━━━ Material supplied ━━━

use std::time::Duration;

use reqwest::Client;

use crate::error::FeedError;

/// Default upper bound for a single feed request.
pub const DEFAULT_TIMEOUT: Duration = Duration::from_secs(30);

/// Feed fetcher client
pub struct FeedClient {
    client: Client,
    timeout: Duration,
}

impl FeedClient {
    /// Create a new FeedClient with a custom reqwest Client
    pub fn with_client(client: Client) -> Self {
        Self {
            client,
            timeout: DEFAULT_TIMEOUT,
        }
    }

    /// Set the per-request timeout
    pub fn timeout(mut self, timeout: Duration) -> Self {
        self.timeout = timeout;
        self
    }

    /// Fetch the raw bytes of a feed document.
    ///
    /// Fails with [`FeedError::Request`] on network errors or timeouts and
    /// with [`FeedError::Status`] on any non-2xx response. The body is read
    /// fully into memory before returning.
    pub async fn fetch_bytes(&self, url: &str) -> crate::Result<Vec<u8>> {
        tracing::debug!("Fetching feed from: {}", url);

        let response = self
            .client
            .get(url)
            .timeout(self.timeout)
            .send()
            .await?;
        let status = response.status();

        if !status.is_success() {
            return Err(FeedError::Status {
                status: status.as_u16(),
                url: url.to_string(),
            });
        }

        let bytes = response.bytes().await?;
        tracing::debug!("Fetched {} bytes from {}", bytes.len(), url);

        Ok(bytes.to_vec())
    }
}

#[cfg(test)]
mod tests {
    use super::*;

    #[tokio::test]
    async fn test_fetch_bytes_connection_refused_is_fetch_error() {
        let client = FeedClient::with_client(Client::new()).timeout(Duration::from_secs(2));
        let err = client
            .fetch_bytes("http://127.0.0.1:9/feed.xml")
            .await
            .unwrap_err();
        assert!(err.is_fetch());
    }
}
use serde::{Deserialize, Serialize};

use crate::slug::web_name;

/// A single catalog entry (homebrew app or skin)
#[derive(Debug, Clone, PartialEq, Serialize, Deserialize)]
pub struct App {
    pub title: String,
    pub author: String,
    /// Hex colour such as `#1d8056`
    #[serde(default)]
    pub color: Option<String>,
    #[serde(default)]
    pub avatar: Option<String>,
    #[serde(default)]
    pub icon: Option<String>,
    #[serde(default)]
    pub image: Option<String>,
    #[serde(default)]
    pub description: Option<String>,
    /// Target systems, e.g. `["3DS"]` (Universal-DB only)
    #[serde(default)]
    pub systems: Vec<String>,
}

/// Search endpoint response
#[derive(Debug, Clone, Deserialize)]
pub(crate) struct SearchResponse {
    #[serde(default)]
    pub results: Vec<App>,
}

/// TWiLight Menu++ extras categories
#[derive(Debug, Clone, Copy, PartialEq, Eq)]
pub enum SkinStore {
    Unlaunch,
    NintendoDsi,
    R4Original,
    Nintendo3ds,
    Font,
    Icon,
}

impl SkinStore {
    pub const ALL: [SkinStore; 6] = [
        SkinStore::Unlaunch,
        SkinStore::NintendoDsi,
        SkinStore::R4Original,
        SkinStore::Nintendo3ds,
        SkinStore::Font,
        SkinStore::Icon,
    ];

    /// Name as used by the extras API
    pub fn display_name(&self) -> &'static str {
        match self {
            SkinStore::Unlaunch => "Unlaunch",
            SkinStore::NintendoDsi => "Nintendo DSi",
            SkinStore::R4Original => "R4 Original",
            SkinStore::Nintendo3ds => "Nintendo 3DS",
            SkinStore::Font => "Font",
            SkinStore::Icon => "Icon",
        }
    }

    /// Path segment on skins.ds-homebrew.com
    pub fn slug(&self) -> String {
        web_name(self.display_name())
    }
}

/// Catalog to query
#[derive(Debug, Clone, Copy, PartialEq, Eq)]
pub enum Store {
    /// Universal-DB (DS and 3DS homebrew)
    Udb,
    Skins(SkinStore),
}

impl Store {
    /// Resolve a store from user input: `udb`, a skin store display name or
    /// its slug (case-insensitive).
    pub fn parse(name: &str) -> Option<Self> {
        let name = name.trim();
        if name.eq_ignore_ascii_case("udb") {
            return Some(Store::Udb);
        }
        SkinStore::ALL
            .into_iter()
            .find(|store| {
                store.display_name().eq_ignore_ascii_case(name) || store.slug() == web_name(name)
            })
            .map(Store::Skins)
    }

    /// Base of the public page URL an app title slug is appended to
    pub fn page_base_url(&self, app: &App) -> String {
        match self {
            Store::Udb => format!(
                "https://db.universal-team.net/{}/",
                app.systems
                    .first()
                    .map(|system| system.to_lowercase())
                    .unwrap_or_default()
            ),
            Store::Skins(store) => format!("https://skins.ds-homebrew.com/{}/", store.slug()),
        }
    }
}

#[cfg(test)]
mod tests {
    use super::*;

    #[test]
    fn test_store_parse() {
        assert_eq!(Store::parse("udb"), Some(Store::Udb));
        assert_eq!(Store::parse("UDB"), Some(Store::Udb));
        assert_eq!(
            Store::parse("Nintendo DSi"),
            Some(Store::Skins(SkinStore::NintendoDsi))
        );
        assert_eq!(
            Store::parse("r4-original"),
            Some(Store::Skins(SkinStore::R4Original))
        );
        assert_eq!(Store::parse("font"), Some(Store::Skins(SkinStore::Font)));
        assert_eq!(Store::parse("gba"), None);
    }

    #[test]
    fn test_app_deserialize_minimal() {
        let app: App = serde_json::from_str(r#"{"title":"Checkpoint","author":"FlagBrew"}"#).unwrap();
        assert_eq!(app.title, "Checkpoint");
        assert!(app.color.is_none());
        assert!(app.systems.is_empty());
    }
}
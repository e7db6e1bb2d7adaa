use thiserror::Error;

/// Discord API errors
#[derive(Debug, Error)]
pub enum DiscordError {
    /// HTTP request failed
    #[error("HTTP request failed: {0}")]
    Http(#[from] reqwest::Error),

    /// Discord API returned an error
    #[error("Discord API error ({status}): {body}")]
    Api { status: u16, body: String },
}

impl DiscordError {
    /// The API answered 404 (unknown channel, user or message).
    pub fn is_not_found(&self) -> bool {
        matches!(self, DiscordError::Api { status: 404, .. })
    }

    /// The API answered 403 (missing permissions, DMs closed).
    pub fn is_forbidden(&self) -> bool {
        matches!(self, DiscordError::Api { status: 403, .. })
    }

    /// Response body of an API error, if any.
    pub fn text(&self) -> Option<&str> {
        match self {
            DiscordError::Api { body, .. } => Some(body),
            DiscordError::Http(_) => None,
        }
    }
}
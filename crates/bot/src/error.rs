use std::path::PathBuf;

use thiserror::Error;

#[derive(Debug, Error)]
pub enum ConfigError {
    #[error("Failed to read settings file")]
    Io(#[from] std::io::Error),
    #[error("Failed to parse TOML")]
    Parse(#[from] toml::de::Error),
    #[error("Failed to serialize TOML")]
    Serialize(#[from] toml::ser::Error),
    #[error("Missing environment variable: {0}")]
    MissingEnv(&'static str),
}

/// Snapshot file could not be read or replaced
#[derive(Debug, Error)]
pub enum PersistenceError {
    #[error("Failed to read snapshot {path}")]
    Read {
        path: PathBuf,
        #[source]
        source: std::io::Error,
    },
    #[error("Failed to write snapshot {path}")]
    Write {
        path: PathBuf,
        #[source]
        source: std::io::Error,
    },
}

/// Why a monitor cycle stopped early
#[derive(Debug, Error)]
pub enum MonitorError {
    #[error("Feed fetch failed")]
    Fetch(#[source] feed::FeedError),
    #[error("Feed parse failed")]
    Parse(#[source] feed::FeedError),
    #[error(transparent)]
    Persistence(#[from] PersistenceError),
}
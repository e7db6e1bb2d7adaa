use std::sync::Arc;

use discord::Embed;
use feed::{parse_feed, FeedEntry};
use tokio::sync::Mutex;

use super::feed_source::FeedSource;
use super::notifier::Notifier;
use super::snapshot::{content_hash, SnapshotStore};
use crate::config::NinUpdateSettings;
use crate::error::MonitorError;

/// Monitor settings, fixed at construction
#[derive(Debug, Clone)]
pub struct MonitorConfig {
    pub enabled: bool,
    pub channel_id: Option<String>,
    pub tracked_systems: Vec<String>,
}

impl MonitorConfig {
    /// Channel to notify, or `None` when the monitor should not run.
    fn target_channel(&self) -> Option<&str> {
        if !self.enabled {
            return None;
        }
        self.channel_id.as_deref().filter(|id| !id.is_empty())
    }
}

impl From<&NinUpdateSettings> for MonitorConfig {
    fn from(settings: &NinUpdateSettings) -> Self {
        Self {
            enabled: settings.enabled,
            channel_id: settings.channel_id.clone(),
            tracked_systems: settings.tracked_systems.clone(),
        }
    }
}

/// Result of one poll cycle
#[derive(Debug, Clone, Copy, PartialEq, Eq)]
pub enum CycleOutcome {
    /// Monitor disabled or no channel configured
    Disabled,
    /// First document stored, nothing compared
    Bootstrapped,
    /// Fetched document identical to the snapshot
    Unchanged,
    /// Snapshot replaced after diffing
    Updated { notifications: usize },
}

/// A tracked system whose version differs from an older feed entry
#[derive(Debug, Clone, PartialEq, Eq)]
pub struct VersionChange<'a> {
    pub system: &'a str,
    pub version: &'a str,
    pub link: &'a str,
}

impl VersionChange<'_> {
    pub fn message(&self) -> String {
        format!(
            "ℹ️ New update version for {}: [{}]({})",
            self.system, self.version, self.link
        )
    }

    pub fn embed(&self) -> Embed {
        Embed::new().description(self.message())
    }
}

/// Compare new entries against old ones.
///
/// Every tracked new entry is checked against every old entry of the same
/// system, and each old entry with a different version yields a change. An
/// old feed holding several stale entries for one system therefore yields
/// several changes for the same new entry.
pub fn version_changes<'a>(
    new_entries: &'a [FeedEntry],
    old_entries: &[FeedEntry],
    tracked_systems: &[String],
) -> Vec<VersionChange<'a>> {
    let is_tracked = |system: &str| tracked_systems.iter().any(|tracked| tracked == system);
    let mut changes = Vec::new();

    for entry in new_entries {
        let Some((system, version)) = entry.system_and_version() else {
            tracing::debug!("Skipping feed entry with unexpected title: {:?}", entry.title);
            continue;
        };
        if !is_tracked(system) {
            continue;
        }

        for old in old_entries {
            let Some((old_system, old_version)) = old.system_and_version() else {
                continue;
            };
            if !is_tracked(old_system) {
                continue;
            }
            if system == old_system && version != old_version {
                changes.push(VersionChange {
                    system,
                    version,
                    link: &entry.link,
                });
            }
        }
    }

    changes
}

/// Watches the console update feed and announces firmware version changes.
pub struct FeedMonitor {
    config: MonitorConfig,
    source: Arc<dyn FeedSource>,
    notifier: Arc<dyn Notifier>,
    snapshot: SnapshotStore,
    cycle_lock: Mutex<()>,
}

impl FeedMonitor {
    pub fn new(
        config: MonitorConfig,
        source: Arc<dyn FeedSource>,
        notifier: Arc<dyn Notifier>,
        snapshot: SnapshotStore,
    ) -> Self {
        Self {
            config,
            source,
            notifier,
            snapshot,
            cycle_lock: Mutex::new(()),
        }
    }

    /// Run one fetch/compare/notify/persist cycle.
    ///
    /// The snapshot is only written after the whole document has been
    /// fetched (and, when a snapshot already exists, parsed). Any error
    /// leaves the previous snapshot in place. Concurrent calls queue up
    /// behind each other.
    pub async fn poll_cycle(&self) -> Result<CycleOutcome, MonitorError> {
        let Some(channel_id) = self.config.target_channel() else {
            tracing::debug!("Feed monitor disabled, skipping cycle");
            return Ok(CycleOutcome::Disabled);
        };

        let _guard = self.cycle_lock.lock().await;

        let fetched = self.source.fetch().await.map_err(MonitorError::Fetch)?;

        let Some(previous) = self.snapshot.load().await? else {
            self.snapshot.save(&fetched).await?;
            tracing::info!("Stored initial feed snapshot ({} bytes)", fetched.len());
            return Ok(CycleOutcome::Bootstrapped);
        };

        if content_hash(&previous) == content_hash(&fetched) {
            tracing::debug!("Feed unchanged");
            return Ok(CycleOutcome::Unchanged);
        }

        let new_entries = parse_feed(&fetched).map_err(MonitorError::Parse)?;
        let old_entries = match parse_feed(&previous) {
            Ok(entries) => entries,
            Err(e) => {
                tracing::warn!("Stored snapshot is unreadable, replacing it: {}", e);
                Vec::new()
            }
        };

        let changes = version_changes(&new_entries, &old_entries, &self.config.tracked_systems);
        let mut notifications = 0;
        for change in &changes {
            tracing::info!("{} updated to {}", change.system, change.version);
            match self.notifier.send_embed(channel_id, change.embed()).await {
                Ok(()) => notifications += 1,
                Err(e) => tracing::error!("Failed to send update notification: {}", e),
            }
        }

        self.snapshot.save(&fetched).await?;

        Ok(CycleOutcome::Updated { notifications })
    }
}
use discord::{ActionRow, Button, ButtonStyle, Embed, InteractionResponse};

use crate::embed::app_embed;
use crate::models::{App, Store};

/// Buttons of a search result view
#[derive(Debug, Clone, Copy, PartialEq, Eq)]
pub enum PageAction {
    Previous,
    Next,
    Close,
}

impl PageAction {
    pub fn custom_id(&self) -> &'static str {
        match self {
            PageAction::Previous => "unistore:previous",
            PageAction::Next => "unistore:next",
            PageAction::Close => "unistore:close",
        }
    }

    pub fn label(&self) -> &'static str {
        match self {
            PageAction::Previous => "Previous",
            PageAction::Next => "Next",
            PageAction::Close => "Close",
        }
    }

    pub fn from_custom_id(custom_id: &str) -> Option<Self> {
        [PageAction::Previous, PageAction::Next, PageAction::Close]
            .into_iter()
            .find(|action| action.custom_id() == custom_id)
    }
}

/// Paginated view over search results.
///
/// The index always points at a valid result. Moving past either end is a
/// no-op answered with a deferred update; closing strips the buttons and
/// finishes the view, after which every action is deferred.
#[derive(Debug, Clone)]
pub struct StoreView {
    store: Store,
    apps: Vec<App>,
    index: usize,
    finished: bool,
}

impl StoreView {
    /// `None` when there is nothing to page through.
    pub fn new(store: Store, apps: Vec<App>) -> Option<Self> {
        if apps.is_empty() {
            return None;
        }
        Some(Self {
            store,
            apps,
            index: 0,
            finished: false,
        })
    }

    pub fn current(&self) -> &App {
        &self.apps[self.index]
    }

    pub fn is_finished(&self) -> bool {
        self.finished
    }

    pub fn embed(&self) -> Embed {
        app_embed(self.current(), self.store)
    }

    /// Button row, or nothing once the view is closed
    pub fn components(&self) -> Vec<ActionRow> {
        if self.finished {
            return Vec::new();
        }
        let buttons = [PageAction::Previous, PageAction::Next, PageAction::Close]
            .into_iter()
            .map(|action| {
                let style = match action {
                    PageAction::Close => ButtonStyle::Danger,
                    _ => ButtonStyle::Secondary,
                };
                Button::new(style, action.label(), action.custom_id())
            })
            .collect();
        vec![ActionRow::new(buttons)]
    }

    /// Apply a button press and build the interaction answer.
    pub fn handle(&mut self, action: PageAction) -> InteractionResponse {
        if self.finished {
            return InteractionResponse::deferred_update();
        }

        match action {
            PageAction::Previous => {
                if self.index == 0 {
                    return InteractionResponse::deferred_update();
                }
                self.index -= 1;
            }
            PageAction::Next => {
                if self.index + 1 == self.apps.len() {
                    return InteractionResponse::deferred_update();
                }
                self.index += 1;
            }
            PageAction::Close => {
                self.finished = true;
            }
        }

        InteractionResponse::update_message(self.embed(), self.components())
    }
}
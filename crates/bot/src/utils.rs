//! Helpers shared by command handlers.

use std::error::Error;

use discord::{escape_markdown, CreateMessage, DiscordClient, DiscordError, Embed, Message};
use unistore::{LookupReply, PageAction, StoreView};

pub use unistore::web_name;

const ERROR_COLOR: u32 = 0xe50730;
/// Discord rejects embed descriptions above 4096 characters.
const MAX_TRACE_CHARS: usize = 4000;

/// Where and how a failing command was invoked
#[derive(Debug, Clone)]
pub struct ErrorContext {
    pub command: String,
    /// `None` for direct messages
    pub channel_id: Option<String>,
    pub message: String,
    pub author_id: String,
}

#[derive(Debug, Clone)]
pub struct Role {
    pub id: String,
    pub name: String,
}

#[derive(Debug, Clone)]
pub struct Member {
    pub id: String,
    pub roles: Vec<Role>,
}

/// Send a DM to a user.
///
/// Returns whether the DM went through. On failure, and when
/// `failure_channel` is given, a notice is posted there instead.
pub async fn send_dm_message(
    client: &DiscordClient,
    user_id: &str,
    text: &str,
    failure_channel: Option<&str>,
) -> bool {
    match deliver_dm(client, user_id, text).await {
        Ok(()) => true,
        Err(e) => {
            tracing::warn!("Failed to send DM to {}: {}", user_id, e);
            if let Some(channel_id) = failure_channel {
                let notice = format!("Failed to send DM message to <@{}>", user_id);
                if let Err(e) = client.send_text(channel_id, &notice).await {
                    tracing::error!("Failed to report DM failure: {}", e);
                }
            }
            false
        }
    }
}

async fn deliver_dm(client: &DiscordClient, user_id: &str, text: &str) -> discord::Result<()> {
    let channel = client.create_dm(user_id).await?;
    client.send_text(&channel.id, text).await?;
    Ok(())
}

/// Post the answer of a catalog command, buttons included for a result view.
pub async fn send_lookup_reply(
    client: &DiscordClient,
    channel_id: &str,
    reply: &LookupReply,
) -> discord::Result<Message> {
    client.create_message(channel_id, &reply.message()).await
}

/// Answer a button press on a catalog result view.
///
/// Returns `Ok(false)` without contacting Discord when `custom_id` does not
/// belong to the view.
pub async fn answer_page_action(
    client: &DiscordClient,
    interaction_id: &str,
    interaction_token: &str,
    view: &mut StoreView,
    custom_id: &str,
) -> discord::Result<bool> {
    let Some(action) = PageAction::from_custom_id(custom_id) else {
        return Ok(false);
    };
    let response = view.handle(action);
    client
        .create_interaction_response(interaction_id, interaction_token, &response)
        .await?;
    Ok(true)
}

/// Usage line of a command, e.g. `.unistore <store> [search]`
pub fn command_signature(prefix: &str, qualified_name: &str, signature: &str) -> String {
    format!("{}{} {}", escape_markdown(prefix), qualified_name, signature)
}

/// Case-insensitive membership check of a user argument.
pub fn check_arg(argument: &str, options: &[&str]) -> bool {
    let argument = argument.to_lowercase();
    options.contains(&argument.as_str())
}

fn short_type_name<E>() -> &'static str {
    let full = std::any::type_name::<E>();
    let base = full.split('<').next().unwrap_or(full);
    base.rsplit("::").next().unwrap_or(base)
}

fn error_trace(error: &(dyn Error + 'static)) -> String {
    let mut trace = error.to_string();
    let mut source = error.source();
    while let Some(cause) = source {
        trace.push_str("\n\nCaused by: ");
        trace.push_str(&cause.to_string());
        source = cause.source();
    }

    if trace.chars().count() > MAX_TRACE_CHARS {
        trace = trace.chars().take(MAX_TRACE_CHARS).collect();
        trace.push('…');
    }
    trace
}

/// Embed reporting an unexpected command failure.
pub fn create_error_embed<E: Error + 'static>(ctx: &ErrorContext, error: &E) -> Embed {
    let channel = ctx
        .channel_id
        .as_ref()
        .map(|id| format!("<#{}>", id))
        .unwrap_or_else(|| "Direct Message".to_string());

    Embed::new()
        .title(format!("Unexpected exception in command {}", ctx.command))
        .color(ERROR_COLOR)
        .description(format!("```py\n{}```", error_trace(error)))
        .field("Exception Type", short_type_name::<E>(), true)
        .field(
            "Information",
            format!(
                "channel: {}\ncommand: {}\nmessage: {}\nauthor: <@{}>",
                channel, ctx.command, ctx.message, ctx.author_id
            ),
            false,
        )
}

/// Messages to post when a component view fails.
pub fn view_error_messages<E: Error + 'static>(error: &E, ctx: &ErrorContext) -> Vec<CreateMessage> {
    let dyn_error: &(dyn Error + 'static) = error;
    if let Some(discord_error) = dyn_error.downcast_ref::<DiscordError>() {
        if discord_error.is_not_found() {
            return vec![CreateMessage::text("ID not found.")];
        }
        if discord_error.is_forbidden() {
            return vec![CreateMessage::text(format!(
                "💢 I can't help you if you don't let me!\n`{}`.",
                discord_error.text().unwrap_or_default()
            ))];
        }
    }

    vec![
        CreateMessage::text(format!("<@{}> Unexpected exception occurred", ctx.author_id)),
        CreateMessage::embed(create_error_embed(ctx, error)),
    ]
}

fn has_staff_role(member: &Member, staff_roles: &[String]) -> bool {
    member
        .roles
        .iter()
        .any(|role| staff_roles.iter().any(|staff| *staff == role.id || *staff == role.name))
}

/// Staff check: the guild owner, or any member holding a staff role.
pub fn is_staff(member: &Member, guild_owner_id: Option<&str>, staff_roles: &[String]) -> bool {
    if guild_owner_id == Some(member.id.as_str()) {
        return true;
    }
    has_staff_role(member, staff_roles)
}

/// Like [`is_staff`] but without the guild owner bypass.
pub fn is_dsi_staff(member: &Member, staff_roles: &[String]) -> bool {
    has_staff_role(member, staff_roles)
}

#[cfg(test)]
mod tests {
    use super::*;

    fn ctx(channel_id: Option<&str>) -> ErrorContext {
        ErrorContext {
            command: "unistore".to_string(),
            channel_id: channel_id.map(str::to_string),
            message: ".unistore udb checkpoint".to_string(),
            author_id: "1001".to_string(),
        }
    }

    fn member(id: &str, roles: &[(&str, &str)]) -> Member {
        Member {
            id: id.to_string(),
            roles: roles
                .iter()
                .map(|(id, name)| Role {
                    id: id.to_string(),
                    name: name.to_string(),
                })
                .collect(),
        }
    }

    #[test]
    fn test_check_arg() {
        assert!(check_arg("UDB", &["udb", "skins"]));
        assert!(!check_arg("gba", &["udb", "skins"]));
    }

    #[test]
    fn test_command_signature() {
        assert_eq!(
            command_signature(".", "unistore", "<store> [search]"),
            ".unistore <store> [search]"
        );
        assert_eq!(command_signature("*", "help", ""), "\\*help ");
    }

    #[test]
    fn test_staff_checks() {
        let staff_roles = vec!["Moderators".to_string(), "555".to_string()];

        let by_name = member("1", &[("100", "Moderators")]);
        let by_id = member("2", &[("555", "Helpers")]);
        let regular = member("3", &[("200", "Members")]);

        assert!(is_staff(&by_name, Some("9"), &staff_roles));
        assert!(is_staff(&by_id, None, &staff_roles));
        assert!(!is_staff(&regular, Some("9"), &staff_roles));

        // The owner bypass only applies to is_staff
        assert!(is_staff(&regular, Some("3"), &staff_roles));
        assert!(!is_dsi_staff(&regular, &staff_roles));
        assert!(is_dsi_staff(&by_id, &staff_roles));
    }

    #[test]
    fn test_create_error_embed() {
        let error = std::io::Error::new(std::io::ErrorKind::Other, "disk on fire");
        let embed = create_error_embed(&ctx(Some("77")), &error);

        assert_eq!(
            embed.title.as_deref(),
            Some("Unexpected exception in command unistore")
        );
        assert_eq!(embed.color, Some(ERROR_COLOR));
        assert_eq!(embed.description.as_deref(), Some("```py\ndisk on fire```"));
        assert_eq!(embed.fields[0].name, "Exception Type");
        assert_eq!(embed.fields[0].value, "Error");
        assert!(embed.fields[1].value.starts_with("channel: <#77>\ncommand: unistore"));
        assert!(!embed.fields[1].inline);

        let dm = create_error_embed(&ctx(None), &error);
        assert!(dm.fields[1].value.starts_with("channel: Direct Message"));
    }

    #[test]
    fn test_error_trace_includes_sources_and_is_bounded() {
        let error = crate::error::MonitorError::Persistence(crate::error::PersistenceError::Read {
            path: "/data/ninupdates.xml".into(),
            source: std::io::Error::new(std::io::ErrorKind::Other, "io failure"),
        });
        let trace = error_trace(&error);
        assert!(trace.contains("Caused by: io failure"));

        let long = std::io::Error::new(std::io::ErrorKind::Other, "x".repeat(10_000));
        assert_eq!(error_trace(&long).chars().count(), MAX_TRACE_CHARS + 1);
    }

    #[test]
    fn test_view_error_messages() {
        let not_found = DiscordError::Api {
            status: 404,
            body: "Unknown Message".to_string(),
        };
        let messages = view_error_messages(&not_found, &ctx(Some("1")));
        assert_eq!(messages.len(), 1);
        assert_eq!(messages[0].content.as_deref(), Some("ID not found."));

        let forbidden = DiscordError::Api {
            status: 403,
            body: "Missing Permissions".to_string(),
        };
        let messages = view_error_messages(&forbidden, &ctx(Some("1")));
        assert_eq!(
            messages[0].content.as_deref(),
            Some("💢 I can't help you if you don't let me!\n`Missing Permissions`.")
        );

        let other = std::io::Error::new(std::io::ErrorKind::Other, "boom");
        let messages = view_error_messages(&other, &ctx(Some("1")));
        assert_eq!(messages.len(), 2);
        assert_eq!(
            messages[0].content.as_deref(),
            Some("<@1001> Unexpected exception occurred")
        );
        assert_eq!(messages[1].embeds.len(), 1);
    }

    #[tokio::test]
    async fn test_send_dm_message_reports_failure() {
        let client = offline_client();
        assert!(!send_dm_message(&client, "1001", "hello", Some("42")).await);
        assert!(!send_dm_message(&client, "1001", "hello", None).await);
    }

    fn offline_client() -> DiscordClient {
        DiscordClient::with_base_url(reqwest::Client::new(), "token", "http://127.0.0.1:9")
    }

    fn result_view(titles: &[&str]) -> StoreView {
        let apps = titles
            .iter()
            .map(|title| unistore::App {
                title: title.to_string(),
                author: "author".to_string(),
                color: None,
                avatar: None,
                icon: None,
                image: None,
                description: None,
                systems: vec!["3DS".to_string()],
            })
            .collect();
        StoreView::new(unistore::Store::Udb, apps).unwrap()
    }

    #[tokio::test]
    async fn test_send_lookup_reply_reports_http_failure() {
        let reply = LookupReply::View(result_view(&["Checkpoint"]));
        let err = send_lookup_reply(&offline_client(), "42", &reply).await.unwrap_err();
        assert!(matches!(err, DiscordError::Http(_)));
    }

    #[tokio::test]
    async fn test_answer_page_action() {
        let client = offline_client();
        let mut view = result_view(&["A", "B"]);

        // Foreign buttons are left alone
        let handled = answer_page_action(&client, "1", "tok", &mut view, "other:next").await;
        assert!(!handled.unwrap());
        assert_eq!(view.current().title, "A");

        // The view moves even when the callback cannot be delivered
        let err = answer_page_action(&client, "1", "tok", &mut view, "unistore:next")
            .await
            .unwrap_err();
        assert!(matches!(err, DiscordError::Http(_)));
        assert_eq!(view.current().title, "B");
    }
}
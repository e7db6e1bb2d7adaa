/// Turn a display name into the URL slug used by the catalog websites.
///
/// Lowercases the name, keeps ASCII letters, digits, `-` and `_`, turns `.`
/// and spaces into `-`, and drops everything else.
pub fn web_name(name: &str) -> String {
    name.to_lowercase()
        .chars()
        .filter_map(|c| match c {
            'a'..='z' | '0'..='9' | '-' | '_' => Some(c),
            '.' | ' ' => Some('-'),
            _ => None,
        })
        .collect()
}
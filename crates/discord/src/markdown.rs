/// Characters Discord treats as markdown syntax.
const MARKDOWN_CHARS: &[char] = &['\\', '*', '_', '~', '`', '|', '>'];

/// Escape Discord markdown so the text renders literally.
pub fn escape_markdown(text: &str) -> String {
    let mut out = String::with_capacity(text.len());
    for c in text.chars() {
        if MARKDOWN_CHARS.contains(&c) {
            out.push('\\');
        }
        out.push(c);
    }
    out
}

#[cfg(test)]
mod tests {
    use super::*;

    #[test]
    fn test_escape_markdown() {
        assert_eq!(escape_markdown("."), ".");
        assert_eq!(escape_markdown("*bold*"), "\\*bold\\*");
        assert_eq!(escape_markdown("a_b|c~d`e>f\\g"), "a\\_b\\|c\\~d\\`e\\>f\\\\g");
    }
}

━━━

Task: Give the lines again, exactly as they stand, from the beginning of the data through the line with "let bytes = response.bytes().await?;".

Written solution:
use std::time::Duration;

use reqwest::Client;

use crate::error::FeedError;

/// Default upper bound for a single feed request.
pub const DEFAULT_TIMEOUT: Duration = Duration::from_secs(30);

/// Feed fetcher client
pub struct FeedClient {
    client: Client,
    timeout: Duration,
}

impl FeedClient {
    /// Create a new FeedClient with a custom reqwest Client
    pub fn with_client(client: Client) -> Self {
        Self {
            client,
            timeout: DEFAULT_TIMEOUT,
        }
    }

    /// Set the per-request timeout
    pub fn timeout(mut self, timeout: Duration) -> Self {
        self.timeout = timeout;
        self
    }

    /// Fetch the raw bytes of a feed document.
    ///
    /// Fails with [`FeedError::Request`] on network errors or timeouts and
    /// with [`FeedError::Status`] on any non-2xx response. The body is read
    /// fully into memory before returning.
    pub async fn fetch_bytes(&self, url: &str) -> crate::Result<Vec<u8>> {
        tracing::debug!("Fetching feed from: {}", url);

        let response = self
            .client
            .get(url)
            .timeout(self.timeout)
            .send()
            .await?;
        let status = response.status();

        if !status.is_success() {
            return Err(FeedError::Status {
                status: status.as_u16(),
                url: url.to_string(),
            });
        }

        let bytes = response.bytes().await?;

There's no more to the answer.